Es gibt allerdings bereits IT-Projekte, die eine Digitalisierung der Finanzverwaltung in naher Zukunft vorantreiben sollen. Dazu gehört beispielsweise „NACHDIGAL“, womit die Finanzverwaltung eine elektronische Übermittlung von Belegen ermöglichen möchte. Nach 2022 soll es dann durch das IT-Projekt „RABE“ möglich sein, eine Steuererklärung mit referenzierten Belegen an die Finanzverwaltung zu übermitteln. Geplant ist, dass der Steuerberater die zu der Steuererklärung dazugehörende Belege in einer Online-Plattform ablegt, die sich allerdings noch in der Sphäre des Beraters befindet (§ 173 AO tritt noch nicht ein). Nur bei Bedarf werden diese Belege von einem Sachbearbeiter der Finanzverwaltung aufgerufen. Diese IT-Projekte sollen die elektronische Kommunikation zwischen Steuerpflichtigen/Steuerberatern und der Finanzverwaltung zukünftig verbessern und ausbauen.

Wie schätzt Bernhard Liekenbrock das Potenzial von Cloud-Plattformen im Bereich der Steuern ein?

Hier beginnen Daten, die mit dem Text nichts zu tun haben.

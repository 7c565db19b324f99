//! Shared HTTP client construction and response checks

use std::time::Duration;

use feedstock_types::FeedError;

/// User agent sent with every registry request.
pub const DEFAULT_USER_AGENT: &str =
    concat!("feedstock/", env!("CARGO_PKG_VERSION"), " (package release monitor)");

/// Timeout for small metadata endpoints.
pub const DEFAULT_TIMEOUT: Duration = Duration::from_secs(10);

/// Builds the client used by most drivers: 10 s absolute timeout and the
/// shared user agent.
pub fn default_client() -> Result<reqwest::Client, FeedError> {
    reqwest::Client::builder()
        .timeout(DEFAULT_TIMEOUT)
        .user_agent(DEFAULT_USER_AGENT)
        .build()
        .map_err(FeedError::from)
}

/// Rejects responses outside the 2xx range.
pub fn check_status(response: reqwest::Response) -> Result<reqwest::Response, FeedError> {
    let status = response.status();
    if !status.is_success() {
        return Err(FeedError::UnsuccessfulRequest { status });
    }
    Ok(response)
}
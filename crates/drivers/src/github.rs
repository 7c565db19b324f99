//! GitHub releases feed
//!
//! Named-packages only: every configured `owner/repo` is polled for its
//! recent releases. There is no firehose equivalent, so the driver
//! requires a package list and never consults the lossy detector.

use async_trait::async_trait;
use chrono::{DateTime, Utc};
use futures::future::join_all;
use serde::Deserialize;

use feedstock_types::{apply_cutoff, find_cutoff, sort_packages_desc, FeedError, FeedOptions, Package};

use crate::http::{check_status, default_client};
use crate::{FeedDriver, PollResult};

pub const FEED_NAME: &str = "github";

const RELEASES_PER_QUERY: u32 = 20;

#[derive(Debug, Deserialize)]
struct Release {
    tag_name: String,
    // Draft releases have no publication date yet.
    published_at: Option<DateTime<Utc>>,
}

pub struct GithubDriver {
    client: reqwest::Client,
    base_url: String,
    repositories: Vec<String>,
    options: FeedOptions,
}

impl GithubDriver {
    pub fn new(options: FeedOptions) -> Result<Self, FeedError> {
        let repositories = match &options.packages {
            Some(packages) if !packages.is_empty() => packages.clone(),
            _ => {
                return Err(FeedError::PackagesRequired { feed: FEED_NAME });
            }
        };
        Ok(Self {
            client: default_client()?,
            base_url: "https://api.github.com".to_string(),
            repositories,
            options,
        })
    }

    async fn fetch_releases(&self, repository: &str) -> Result<Vec<Release>, FeedError> {
        let url = format!(
            "{}/repos/{repository}/releases?per_page={RELEASES_PER_QUERY}",
            self.base_url
        );
        let response = check_status(self.client.get(&url).send().await?)?;
        response
            .json()
            .await
            .map_err(|err| FeedError::decode(FEED_NAME, err))
    }
}

#[async_trait]
impl FeedDriver for GithubDriver {
    async fn latest(&self, cutoff: DateTime<Utc>) -> PollResult {
        let fetches = self.repositories.iter().map(|repository| async move {
            (repository, self.fetch_releases(repository).await)
        });

        let mut pkgs = Vec::new();
        let mut errs = Vec::new();
        for (repository, result) in join_all(fetches).await {
            match result {
                Ok(releases) => {
                    for release in releases {
                        let Some(published) = release.published_at else {
                            continue;
                        };
                        pkgs.push(Package::new(
                            published,
                            repository.clone(),
                            release.tag_name,
                            FEED_NAME,
                        ));
                    }
                }
                Err(err) => errs.push(FeedError::for_package(repository.clone(), err)),
            }
        }

        let new_cutoff = find_cutoff(cutoff, &pkgs);
        let mut pkgs = apply_cutoff(pkgs, cutoff);
        sort_packages_desc(&mut pkgs);
        PollResult::new(pkgs, new_cutoff, errs)
    }

    fn name(&self) -> &'static str {
        FEED_NAME
    }

    fn options(&self) -> &FeedOptions {
        &self.options
    }
}
//! Event filtering

use serde::{Deserialize, Serialize};

use crate::Event;

/// Decides which events reach the configured sink.
///
/// Rules are applied in order: enabled components turn dispatch on,
/// enabled event types turn it on, disabled event types turn it off.
/// A disable therefore always wins over an enable.
#[derive(Debug, Clone, Default, PartialEq, Eq, Serialize, Deserialize)]
#[serde(deny_unknown_fields)]
pub struct Filter {
    #[serde(default)]
    pub enabled_event_types: Vec<String>,
    #[serde(default)]
    pub disabled_event_types: Vec<String>,
    #[serde(default)]
    pub enabled_components: Vec<String>,
}

impl Filter {
    pub fn new(
        enabled_event_types: Vec<String>,
        disabled_event_types: Vec<String>,
        enabled_components: Vec<String>,
    ) -> Self {
        Self {
            enabled_event_types,
            disabled_event_types,
            enabled_components,
        }
    }

    /// Whether `event` should be forwarded to the sink.
    pub fn should_dispatch(&self, event: &dyn Event) -> bool {
        let mut dispatch = false;

        if contains(&self.enabled_components, event.component()) {
            dispatch = true;
        }
        if contains(&self.enabled_event_types, event.event_type()) {
            dispatch = true;
        }
        if contains(&self.disabled_event_types, event.event_type()) {
            dispatch = false;
        }

        dispatch
    }
}

fn contains(haystack: &[String], needle: &str) -> bool {
    haystack.iter().any(|s| s == needle)
}
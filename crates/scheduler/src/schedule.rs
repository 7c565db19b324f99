//! Schedule expressions
//!
//! Two forms: `@every <duration>` for fixed intervals (the form
//! per-feed poll rates compile to) and standard cron expressions with
//! an optional leading seconds field.

use std::str::FromStr;
use std::time::Duration;

use chrono::{DateTime, Utc};
use thiserror::Error;

#[derive(Debug, Error)]
#[error("failed to parse schedule `{expression}`: {message}")]
pub struct ScheduleError {
    pub expression: String,
    pub message: String,
}

#[derive(Debug, Clone)]
pub enum Schedule {
    /// Fires a fixed duration after each previous tick.
    Every(Duration),
    /// Fires at cron-expression boundaries.
    Cron(Box<cron::Schedule>),
}

impl Schedule {
    pub fn parse(expression: &str) -> Result<Self, ScheduleError> {
        let fail = |message: String| ScheduleError {
            expression: expression.to_string(),
            message,
        };

        if let Some(rate) = expression.strip_prefix("@every ") {
            let duration =
                humantime::parse_duration(rate.trim()).map_err(|err| fail(err.to_string()))?;
            return Ok(Self::Every(duration));
        }

        // The cron parser wants a seconds field; plain five-field
        // expressions get one prepended.
        let fields = expression.split_whitespace().count();
        let normalized = if fields == 5 {
            format!("0 {expression}")
        } else {
            expression.to_string()
        };
        let schedule =
            cron::Schedule::from_str(&normalized).map_err(|err| fail(err.to_string()))?;
        Ok(Self::Cron(Box::new(schedule)))
    }

    /// How long to sleep from `now` until the next tick.
    pub fn next_delay(&self, now: DateTime<Utc>) -> Duration {
        match self {
            Self::Every(duration) => *duration,
            Self::Cron(schedule) => schedule
                .after(&now)
                .next()
                .and_then(|next| (next - now).to_std().ok())
                // An exhausted schedule re-checks once a minute.
                .unwrap_or(Duration::from_secs(60)),
        }
    }
}

#[cfg(test)]
mod tests {
    use super::*;
    use chrono::TimeZone;

    #[test]
    fn parses_every_descriptor() {
        let schedule = Schedule::parse("@every 30s").unwrap();
        let now = Utc.with_ymd_and_hms(2024, 5, 1, 10, 0, 0).unwrap();
        assert_eq!(schedule.next_delay(now), Duration::from_secs(30));

        let schedule = Schedule::parse("@every 2m").unwrap();
        assert_eq!(schedule.next_delay(now), Duration::from_secs(120));
    }

    #[test]
    fn parses_five_field_cron() {
        let schedule = Schedule::parse("*/5 * * * *").unwrap();
        let now = Utc.with_ymd_and_hms(2024, 5, 1, 10, 2, 30).unwrap();
        // Next */5-minute boundary is 10:05:00.
        assert_eq!(schedule.next_delay(now), Duration::from_secs(150));
    }

    #[test]
    fn parses_six_field_cron_with_seconds() {
        let schedule = Schedule::parse("30 * * * * *").unwrap();
        let now = Utc.with_ymd_and_hms(2024, 5, 1, 10, 0, 0).unwrap();
        assert_eq!(schedule.next_delay(now), Duration::from_secs(30));
    }

    #[test]
    fn rejects_garbage() {
        assert!(Schedule::parse("@every soonish").is_err());
        assert!(Schedule::parse("every 5 minutes").is_err());
        assert!(Schedule::parse("* * *").is_err());
    }
}
//! Gap detection for firehose feeds
//!
//! Firehose endpoints return a bounded window of recent releases with no
//! `since` parameter, so a busy enough registry can publish more than one
//! window between two polls. Consecutive polls of a healthy feed overlap:
//! the oldest entry of the new poll is at or before the newest entry of
//! the previous one. When that overlap disappears, releases were missed
//! and an operator event is raised.
//!
//! Feeds polled with a timestamp cursor, and any poll in named-packages
//! mode, never consult the detector.

use dashmap::DashMap;
use tracing::error;

use feedstock_events::{Handler, LossyFeedEvent};
use feedstock_types::{sort_packages_desc, Package};

/// Tracks the previous poll per feed and raises [`LossyFeedEvent`] on
/// non-overlap.
pub struct LossyFeedDetector {
    previous: DashMap<String, Vec<Package>>,
    handler: Handler,
}

impl LossyFeedDetector {
    pub fn new(handler: Handler) -> Self {
        Self {
            previous: DashMap::new(),
            handler,
        }
    }

    /// Compares a freshly polled window against the previous one and
    /// stores a sorted copy for the next comparison.
    pub fn process(&self, feed: &str, packages: &[Package]) {
        let mut latest = packages.to_vec();
        sort_packages_desc(&mut latest);

        let gap = {
            let previous = self.previous.get(feed);
            match previous.as_deref() {
                Some(previous) if !previous.is_empty() && !latest.is_empty() => {
                    !windows_overlap(&latest, previous)
                }
                _ => false,
            }
        };

        if gap {
            let event = LossyFeedEvent {
                feed: feed.to_string(),
            };
            if let Err(err) = self.handler.dispatch(&event) {
                error!(feed, error = %err, "failed to dispatch event via event handler");
            }
        }

        self.previous.insert(feed.to_string(), latest);
    }
}

/// Both slices are sorted most-recent-first and non-empty. Overlap holds
/// when the newest previously-seen release is at or after the oldest
/// newly-seen one.
fn windows_overlap(latest: &[Package], previous: &[Package]) -> bool {
    let oldest_latest = &latest[latest.len() - 1];
    let newest_previous = &previous[0];
    newest_previous.created_date >= oldest_latest.created_date
}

Zum Thema Cloud-Plattformen habe ich Bernhard Liekenbrock befragt. Er hält HessenDrive für einen Meilenstein, der insbesondere im Rahmen von Betriebsprüfungen eine große Hilfe sein kann, wodurch der Datenaustausch zwischen Steuerpflichtigen und Betriebsprüfern erleichtert wird. Es kann für beide Seiten nur von Vorteil sein, wenn in der Zukunft Massendaten in der Betriebsprüfung nicht mehr aufwendig extrahiert und auf Festplatten gespeichert werden müssen, sondern der Steuerpflichtige diese per Dateiupload über die Plattform zur Verfügung stellen kann.